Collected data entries
────────────────────
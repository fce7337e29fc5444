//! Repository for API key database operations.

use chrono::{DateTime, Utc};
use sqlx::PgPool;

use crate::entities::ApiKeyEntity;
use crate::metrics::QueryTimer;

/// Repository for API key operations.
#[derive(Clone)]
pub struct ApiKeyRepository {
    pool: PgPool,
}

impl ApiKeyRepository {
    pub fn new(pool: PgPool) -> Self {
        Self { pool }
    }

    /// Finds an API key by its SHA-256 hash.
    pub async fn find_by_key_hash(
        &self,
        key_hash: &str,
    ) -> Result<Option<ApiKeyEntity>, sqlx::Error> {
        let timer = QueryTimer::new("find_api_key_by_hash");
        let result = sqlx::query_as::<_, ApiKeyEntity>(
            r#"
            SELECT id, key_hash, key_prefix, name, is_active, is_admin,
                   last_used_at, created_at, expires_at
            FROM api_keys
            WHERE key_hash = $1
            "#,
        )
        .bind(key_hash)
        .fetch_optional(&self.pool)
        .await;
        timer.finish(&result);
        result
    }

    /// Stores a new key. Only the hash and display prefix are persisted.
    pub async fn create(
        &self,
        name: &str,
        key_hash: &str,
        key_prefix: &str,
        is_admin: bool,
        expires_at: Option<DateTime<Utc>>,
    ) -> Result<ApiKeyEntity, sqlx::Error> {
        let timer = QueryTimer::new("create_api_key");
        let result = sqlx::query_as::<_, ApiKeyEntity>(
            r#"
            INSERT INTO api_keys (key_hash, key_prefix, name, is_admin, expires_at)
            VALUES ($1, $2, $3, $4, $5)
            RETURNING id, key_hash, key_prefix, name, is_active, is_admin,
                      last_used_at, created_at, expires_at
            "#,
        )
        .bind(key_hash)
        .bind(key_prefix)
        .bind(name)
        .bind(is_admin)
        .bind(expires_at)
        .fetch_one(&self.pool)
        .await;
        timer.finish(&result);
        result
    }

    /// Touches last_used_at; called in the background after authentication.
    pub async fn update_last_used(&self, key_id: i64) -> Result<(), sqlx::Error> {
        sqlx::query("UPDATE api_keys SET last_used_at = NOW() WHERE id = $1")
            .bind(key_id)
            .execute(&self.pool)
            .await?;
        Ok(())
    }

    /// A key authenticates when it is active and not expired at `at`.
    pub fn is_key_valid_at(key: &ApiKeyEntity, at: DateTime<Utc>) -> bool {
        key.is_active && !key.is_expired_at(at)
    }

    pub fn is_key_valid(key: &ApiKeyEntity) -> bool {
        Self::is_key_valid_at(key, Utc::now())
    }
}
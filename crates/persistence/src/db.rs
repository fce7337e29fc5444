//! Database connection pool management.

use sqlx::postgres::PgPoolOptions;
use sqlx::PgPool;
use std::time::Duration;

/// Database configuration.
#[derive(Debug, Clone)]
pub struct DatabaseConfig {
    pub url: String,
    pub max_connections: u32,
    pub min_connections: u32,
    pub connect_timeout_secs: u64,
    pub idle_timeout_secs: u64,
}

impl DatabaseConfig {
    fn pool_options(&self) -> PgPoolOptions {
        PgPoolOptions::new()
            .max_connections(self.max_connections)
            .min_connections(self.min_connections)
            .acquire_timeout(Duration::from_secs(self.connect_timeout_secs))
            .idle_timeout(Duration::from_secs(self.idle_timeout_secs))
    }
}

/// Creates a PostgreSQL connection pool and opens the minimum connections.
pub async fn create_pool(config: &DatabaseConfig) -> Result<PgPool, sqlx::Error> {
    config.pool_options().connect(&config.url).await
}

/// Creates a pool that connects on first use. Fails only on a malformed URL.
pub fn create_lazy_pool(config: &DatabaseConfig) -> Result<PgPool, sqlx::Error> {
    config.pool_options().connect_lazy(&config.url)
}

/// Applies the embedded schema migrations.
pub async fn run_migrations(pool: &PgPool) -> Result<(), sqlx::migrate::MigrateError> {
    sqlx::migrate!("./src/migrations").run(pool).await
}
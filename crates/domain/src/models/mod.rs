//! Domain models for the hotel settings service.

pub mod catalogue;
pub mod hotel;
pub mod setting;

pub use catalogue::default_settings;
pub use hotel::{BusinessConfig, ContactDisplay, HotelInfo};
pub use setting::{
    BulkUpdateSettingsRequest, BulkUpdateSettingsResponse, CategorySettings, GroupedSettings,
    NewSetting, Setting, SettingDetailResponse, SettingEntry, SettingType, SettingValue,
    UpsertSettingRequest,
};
────────────────────
Write only the number of lines in the data where the string "catalogue" can be found.

* **Answer to this task**: 2